Quoting figures from a 2006-11 ‘maternities and terminations’ report from the Queen Elizabeth Hospital she says that “up until 2005 an average of around 280 pregnancy terminations took place annually in Kings Lynn, rising to an average of over 460 a year by 2012”

But she also points out that in 2001 the number of children aged 4 or under in Wisbech was 1,691 but by 2012 this had risen to 2,646 – the biggest increase being in babies under the age of 1.

In health care and schooling Wisbech was stretched but nothing like it in housing, she says.

Wisbech had nowhere near enough homes for the numbers arriving “and out of the wood came an unpleasant breed of gang master/landlords to take advantage of the situation, buying up all the available housing stock and packing migrants into every nook and cranny”.

Whilst Operation Pheasant and later Operation Endeavour had dealt with some of the problems, many local people had still been unable to find homes they could afford to rent or buy.

Quoting from a 2012 Cabinet report of Fenland Council, she says that in 2010, for instance, 31 social houses in the town were allocated to immigrants from Latvia, Lithuania, Poland and Slovakia.

“A further 54 were housed the following year rising to 75 in 2013,” she said. “In those four years alone a total of 202 migrant households were given priority over local families.”

Mrs Gillick first sprung to prominence over 30 years ago when she went to the High Court to try and prevent doctors prescribing contraception to under 16s without parental consent. She lost what became a famous test case.

Two years ago she took the microphone at an anti immigration rally in Wisbech to complain about alcohol problems in the town and the growing number of licensed premises.

It’s a theme she returns to in her dossier, complaining that “East Europeans are well known for liking a drop of the hard stuff; liking it rather too much actually”.

She says Fenland Council was awarded £50,000 from the Migration Impacts Fund “for a project worker to deal with ‘domestic abuse and sexual violence in migrant communities’ with alcohol being the usual cause.

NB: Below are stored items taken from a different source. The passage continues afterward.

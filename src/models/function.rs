//! Vectorized model callables shared by the registry and the fit engine.

use std::fmt;
use std::sync::Arc;

use ndarray::Array1;

use crate::error::{FitLabError, Result};

type ModelFn = dyn Fn(&Array1<f64>, &[f64]) -> Result<Array1<f64>> + Send + Sync;

/// A model `f(x, θ)` evaluated over a whole array of `x` values.
///
/// Cheap to clone and safe to call from several threads at once.
#[derive(Clone)]
pub struct ModelFunction {
    func: Arc<ModelFn>,
    arity: Option<usize>,
}

impl ModelFunction {
    /// Wrap a closure. The parameter count is not checked.
    pub fn new<F>(func: F) -> Self
    where
        F: Fn(&Array1<f64>, &[f64]) -> Result<Array1<f64>> + Send + Sync + 'static,
    {
        Self {
            func: Arc::new(func),
            arity: None,
        }
    }

    /// Wrap a closure that needs exactly `arity` parameters.
    pub fn with_arity<F>(arity: usize, func: F) -> Self
    where
        F: Fn(&Array1<f64>, &[f64]) -> Result<Array1<f64>> + Send + Sync + 'static,
    {
        Self {
            func: Arc::new(func),
            arity: Some(arity),
        }
    }

    /// Wrap a scalar function of one sample.
    pub fn elementwise<F>(arity: usize, func: F) -> Self
    where
        F: Fn(f64, &[f64]) -> f64 + Send + Sync + 'static,
    {
        Self::with_arity(arity, move |x, params| Ok(x.mapv(|xi| func(xi, params))))
    }

    pub fn arity(&self) -> Option<usize> {
        self.arity
    }

    /// Evaluate at every `x`.
    ///
    /// Fails with an `Equation` error when the parameter count does not match
    /// the declared arity or the output length differs from the input length.
    pub fn eval(&self, x: &Array1<f64>, params: &[f64]) -> Result<Array1<f64>> {
        if let Some(arity) = self.arity {
            if params.len() != arity {
                return Err(FitLabError::Equation(format!(
                    "model expects {} parameter(s), got {}",
                    arity,
                    params.len()
                )));
            }
        }
        let y = (self.func)(x, params)?;
        if y.len() != x.len() {
            return Err(FitLabError::Equation(format!(
                "model returned {} value(s) for {} sample(s)",
                y.len(),
                x.len()
            )));
        }
        Ok(y)
    }
}

impl fmt::Debug for ModelFunction {
    fn fmt(&self, f: &mut fmt::Formatter<'_>) -> fmt::Result {
        f.debug_struct("ModelFunction")
            .field("arity", &self.arity)
            .finish_non_exhaustive()
    }
}

#[cfg(test)]
mod tests {
    use super::*;
    use ndarray::array;

    #[test]
    fn test_elementwise_model() {
        let model = ModelFunction::elementwise(2, |x, p| p[0] * x + p[1]);
        let y = model.eval(&array![0.0, 1.0, 2.0], &[2.0, 1.0]).unwrap();
        assert_eq!(y, array![1.0, 3.0, 5.0]);
        assert_eq!(model.arity(), Some(2));
    }

    #[test]
    fn test_arity_mismatch_is_equation_error() {
        let model = ModelFunction::elementwise(2, |x, p| p[0] * x + p[1]);
        let err = model.eval(&array![1.0], &[1.0]).unwrap_err();
        assert!(matches!(err, FitLabError::Equation(_)));
    }

    #[test]
    fn test_output_length_checked() {
        let model = ModelFunction::new(|_x, _p| Ok(array![1.0]));
        assert!(model.eval(&array![1.0, 2.0], &[]).is_err());
    }
}
//! Levenberg-Marquardt algorithm implementation.
//!
//! This module provides the damped least-squares optimizer used by the fit
//! engine, together with its configuration.

pub mod algorithm;
pub mod config;

pub use algorithm::{LevenbergMarquardt, LmResult};
pub use config::LmConfig;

“Bad cultural habits don’t die out, they merely shift their ground. Thus the Baltic culture of outdoor drinking has since migrated to Wisbech parks, playing fields and roadside verges which are daily littered with drink cans, bottles, broken glass and rubbish.

“Occasionally the police can be seen making early morning foot patrols, peering into bushes in search of drunk and rough sleeping migrants. Nowadays the town’s alleyways are also being filled with human excrement from those night drinkers.”

Mrs Gillick concludes that Wisbech has become impoverished by the mass influx of migrants “because of the indifference neglect and crass misjudgements of public authorities, most critically in regard to education, social environment and employment”.